_The task:_ Repeat exactly the lines from the first line of the records through the line containing "const ALIASES: &[(&str, &str)]", and nothing more.

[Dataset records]
· · · · ·

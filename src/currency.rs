//! Currency alias and symbol tables
//!
//! Both tables are static and read-only; nothing mutates them at runtime.

use crate::models::{CurrencyCode, SupportedCurrency};
use lazy_static::lazy_static;
use std::collections::HashMap;

/// Glyph shown for codes missing from the symbol table
pub const FALLBACK_SYMBOL: &str = "💰";

/// Colloquial spellings (lower-case) → canonical code
const ALIASES: &[(&str, &str)] = &[
    ("dollar", "USD"), ("dollars", "USD"), ("usd", "USD"),
    ("euro", "EUR"), ("euros", "EUR"), ("eur", "EUR"),
    ("pound", "GBP"), ("pounds", "GBP"), ("gbp", "GBP"),
    ("yen", "JPY"), ("jpy", "JPY"),
    ("canadian", "CAD"), ("cad", "CAD"),
    ("australian", "AUD"), ("aud", "AUD"),
    ("swiss", "CHF"), ("chf", "CHF"),
    ("yuan", "CNY"), ("cny", "CNY"),
    ("rupee", "INR"), ("rupees", "INR"), ("inr", "INR"),
    ("won", "KRW"), ("krw", "KRW"),
];

/// Display glyphs, in the order the manual-entry list presents them
const SYMBOLS: &[(&str, &str)] = &[
    ("USD", "💵"), ("EUR", "💶"), ("GBP", "💷"), ("JPY", "💴"),
    ("CAD", "🍁"), ("AUD", "🇦🇺"), ("CHF", "🇨🇭"), ("CNY", "🇨🇳"),
    ("INR", "🇮🇳"), ("KRW", "🇰🇷"), ("BRL", "🇧🇷"), ("MXN", "🇲🇽"),
    ("RUB", "🇷🇺"), ("ZAR", "🇿🇦"), ("SGD", "🇸🇬"), ("NZD", "🇳🇿"),
];

lazy_static! {
    static ref ALIAS_TABLE: HashMap<&'static str, &'static str> =
        ALIASES.iter().copied().collect();
    static ref SYMBOL_TABLE: HashMap<&'static str, &'static str> =
        SYMBOLS.iter().copied().collect();
}

/// Map a spoken or typed currency word to a code.
///
/// Never fails: unknown tokens come back upper-cased and are left for the
/// rate service to accept or reject.
pub fn normalize(token: &str) -> CurrencyCode {
    let lowered = token.to_lowercase();

    match ALIAS_TABLE.get(lowered.as_str()) {
        Some(code) => CurrencyCode::new(code),
        None => CurrencyCode::new(token),
    }
}

pub fn symbol_for(code: &CurrencyCode) -> &'static str {
    SYMBOL_TABLE
        .get(code.as_str())
        .copied()
        .unwrap_or(FALLBACK_SYMBOL)
}

pub fn is_supported(code: &CurrencyCode) -> bool {
    SYMBOL_TABLE.contains_key(code.as_str())
}

/// Fixed list of currencies offered by manual entry
pub fn supported_currencies() -> Vec<SupportedCurrency> {
    SYMBOLS
        .iter()
        .map(|&(code, symbol)| SupportedCurrency { code, symbol })
        .collect()
}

· · · · ·

_Answer space:_
filename src/currency.rs
//! Currency alias and symbol tables
//!
//! Both tables are static and read-only; nothing mutates them at runtime.

use crate::models::{CurrencyCode, SupportedCurrency};
use lazy_static::lazy_static;
use std::collections::HashMap;

/// Glyph shown for codes missing from the symbol table
pub const FALLBACK_SYMBOL: &str = "💰";

/// Colloquial spellings (lower-case) → canonical code
const ALIASES: &[(&str, &str)] = &[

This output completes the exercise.